SUPPLIED RECORDS

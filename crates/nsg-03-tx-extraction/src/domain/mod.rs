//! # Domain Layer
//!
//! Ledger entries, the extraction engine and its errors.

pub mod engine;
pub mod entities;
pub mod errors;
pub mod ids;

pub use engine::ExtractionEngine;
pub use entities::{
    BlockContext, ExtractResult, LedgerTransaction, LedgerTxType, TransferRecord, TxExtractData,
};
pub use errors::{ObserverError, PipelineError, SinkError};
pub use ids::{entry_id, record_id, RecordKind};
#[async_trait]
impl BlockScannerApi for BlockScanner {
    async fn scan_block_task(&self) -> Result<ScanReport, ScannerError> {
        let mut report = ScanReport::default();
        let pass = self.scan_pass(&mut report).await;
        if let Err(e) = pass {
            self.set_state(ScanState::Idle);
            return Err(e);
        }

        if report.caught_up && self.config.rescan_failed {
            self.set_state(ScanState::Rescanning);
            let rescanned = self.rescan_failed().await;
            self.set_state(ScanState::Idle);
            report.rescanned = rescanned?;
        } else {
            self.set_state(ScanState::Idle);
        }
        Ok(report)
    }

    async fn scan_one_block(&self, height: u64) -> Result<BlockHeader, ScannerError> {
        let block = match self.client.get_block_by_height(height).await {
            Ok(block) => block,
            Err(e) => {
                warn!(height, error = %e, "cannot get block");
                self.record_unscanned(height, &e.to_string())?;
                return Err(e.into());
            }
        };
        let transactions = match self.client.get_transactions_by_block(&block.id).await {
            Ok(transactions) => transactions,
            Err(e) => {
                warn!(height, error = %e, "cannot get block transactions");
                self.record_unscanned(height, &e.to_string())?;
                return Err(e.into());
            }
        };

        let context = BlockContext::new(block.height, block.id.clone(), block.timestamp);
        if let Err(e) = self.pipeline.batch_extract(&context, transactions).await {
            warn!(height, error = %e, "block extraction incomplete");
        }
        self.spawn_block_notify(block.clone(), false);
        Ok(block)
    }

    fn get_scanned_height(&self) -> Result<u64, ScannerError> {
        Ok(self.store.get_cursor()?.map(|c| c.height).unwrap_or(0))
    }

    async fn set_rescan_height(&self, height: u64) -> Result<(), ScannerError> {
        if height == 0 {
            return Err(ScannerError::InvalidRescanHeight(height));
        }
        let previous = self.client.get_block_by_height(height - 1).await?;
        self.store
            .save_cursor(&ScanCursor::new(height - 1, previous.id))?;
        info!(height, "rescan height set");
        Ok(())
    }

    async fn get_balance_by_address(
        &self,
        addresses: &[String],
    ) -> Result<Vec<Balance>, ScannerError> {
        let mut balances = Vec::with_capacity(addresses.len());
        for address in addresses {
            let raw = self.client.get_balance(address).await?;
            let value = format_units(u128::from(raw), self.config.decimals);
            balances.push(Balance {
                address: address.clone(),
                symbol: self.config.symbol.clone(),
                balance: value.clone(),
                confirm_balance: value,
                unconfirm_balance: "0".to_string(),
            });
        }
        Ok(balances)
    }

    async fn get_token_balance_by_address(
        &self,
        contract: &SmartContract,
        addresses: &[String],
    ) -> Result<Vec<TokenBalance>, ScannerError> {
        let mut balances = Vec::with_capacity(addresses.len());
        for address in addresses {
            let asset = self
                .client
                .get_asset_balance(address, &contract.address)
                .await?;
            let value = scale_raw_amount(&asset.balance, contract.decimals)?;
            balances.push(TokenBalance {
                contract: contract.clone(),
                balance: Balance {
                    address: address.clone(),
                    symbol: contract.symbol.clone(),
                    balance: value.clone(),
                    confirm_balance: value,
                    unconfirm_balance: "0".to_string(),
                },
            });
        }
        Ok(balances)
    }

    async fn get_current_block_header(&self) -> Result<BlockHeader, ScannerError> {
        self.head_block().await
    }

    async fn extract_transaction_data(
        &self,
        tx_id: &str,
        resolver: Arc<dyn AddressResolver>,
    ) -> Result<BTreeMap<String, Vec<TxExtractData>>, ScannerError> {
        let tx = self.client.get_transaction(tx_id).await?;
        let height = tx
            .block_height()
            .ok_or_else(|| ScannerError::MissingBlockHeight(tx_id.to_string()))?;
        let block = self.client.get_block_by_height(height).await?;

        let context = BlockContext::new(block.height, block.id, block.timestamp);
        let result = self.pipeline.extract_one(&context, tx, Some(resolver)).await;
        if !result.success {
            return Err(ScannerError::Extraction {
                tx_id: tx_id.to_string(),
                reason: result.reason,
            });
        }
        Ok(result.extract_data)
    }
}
---
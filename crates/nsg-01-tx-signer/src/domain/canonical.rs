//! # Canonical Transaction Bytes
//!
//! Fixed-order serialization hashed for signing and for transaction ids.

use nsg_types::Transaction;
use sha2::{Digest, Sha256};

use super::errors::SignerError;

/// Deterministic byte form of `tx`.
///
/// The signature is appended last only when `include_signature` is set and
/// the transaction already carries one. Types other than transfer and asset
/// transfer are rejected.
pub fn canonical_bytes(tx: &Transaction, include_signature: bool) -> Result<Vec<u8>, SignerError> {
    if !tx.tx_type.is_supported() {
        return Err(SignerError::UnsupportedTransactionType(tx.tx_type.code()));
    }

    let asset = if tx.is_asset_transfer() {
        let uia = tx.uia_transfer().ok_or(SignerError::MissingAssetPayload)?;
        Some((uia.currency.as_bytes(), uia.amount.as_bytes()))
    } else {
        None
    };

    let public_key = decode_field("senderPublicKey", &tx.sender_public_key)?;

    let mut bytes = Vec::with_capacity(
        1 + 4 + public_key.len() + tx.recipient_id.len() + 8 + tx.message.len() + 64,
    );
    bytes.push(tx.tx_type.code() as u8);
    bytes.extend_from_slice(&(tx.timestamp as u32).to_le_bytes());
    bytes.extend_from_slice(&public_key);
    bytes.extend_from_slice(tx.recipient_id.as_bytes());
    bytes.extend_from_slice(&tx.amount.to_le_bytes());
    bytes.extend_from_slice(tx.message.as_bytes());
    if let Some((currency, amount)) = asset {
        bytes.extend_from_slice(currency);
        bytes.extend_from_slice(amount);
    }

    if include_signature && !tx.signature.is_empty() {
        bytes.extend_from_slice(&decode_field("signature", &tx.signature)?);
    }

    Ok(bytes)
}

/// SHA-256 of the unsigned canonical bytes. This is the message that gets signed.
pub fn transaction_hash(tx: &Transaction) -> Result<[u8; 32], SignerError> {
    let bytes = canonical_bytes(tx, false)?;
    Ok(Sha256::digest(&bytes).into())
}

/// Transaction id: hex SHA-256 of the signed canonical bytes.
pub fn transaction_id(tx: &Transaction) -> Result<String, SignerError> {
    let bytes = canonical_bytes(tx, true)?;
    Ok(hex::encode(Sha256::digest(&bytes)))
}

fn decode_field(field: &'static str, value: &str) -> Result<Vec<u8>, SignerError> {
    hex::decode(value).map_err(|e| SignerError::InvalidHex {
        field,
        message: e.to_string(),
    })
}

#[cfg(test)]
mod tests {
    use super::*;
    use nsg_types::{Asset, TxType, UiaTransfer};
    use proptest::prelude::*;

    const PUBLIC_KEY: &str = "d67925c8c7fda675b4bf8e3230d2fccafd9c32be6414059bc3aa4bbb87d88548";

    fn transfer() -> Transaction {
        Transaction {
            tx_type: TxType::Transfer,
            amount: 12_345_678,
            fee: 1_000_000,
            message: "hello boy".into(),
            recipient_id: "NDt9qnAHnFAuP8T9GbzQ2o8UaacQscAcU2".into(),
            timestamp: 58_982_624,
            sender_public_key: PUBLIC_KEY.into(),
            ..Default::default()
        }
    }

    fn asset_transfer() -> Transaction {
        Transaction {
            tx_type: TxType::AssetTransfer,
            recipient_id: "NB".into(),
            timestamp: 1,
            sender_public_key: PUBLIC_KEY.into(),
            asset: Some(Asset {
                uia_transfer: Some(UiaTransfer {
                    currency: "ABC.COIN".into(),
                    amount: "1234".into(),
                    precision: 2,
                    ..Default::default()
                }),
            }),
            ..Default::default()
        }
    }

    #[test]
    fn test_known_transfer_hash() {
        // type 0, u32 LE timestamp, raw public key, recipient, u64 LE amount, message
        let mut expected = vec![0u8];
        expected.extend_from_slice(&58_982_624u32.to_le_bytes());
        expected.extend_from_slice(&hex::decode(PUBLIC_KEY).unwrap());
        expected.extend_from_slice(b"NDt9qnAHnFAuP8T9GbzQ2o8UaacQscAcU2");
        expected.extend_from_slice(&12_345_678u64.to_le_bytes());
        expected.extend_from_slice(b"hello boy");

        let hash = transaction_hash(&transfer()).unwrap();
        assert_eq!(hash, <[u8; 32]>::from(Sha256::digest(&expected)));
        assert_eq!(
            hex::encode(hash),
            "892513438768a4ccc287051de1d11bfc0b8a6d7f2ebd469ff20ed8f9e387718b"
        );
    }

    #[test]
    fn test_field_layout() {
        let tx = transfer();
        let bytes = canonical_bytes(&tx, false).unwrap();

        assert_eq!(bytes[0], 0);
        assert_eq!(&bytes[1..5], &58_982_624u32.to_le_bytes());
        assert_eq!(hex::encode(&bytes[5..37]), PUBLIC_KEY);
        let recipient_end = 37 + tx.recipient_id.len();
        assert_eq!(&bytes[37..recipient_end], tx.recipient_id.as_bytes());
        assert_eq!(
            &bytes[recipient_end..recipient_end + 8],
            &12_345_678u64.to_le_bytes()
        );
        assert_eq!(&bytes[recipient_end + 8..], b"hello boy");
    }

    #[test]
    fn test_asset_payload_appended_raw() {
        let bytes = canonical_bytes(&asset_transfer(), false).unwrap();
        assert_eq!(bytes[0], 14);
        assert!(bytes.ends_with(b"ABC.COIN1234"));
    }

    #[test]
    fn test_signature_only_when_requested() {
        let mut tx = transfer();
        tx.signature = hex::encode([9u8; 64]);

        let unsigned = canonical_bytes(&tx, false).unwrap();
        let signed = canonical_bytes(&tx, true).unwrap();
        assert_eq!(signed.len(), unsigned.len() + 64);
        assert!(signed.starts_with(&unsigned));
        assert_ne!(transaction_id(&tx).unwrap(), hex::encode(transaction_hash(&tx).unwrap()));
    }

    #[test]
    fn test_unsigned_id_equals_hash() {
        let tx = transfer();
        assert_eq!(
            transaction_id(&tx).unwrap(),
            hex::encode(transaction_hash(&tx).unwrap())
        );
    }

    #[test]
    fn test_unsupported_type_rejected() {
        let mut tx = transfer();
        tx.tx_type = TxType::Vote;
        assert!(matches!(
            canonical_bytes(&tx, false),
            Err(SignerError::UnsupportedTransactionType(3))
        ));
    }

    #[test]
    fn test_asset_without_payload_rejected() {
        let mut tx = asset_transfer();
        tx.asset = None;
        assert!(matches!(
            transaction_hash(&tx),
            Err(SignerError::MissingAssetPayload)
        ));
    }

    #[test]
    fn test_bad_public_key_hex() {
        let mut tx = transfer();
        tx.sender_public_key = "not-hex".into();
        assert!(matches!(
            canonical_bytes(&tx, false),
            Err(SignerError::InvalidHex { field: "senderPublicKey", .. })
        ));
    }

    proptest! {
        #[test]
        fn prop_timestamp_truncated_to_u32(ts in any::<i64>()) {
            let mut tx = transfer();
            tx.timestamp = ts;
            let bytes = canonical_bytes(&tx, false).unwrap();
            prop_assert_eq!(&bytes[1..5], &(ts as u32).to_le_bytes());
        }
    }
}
---
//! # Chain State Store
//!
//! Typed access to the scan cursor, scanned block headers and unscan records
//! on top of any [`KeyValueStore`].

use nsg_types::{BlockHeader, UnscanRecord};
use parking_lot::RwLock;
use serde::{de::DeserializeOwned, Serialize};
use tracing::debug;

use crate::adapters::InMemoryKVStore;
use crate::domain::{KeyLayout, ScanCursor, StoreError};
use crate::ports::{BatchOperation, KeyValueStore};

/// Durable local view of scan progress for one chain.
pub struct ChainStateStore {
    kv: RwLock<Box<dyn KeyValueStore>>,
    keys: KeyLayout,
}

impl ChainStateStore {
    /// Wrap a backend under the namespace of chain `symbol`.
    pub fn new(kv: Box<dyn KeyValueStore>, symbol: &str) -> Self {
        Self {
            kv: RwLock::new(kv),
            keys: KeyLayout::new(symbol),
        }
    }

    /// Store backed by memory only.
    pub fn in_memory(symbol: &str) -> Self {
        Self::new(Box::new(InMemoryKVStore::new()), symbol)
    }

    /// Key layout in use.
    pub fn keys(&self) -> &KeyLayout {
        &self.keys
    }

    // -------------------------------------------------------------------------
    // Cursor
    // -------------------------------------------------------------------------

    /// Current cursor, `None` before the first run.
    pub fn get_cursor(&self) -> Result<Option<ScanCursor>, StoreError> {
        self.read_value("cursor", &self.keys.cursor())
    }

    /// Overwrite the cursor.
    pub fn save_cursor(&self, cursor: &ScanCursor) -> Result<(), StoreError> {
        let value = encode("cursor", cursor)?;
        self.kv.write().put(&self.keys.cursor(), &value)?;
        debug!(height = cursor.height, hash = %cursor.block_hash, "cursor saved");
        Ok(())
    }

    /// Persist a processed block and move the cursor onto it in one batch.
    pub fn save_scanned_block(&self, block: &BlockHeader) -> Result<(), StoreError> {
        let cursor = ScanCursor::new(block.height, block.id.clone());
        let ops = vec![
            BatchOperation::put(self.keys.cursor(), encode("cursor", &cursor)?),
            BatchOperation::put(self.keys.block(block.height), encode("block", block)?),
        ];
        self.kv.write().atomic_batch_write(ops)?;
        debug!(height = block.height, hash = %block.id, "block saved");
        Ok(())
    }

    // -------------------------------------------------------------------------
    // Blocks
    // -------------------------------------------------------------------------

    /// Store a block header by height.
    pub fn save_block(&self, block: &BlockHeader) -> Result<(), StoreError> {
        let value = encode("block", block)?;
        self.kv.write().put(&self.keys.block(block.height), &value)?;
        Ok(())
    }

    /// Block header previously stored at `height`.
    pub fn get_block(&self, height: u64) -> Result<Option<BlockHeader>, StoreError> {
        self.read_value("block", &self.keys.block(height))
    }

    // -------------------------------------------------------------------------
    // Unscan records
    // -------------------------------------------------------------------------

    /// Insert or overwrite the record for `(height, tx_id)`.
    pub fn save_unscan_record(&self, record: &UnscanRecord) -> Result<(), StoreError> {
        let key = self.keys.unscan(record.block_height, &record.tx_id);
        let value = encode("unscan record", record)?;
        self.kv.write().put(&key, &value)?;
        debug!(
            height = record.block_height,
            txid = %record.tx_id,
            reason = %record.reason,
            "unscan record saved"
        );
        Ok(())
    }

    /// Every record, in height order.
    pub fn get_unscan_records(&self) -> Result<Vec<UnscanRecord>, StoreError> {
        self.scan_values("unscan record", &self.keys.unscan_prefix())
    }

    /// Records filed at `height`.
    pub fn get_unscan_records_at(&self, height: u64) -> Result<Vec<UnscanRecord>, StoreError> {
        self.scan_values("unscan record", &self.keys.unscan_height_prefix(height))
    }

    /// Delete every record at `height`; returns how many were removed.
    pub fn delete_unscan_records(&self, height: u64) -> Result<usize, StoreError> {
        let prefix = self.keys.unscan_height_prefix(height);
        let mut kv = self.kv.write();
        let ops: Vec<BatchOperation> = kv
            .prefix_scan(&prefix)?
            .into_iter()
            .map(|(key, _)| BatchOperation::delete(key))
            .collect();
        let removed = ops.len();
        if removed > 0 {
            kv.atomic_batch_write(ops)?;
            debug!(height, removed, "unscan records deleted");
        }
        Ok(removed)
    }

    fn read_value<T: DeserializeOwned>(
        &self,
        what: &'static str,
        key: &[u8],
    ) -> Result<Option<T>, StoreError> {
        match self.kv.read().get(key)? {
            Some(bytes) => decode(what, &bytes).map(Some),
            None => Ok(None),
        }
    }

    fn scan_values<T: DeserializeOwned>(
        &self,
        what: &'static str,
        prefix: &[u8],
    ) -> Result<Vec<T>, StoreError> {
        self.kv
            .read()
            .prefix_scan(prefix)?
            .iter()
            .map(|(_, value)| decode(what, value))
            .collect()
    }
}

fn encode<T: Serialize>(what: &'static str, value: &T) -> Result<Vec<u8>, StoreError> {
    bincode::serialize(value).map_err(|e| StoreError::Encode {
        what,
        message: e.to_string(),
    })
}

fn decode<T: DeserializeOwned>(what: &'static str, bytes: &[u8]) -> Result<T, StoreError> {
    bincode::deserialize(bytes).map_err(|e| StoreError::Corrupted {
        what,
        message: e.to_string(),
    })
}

ABOUT THIS EXERCISE
Search the records above for the string "UiaTransfer" and copy each line that holds it.

ANSWER TO THE EXERCISE
    use nsg_types::{Asset, TxType, UiaTransfer};
                uia_transfer: Some(UiaTransfer {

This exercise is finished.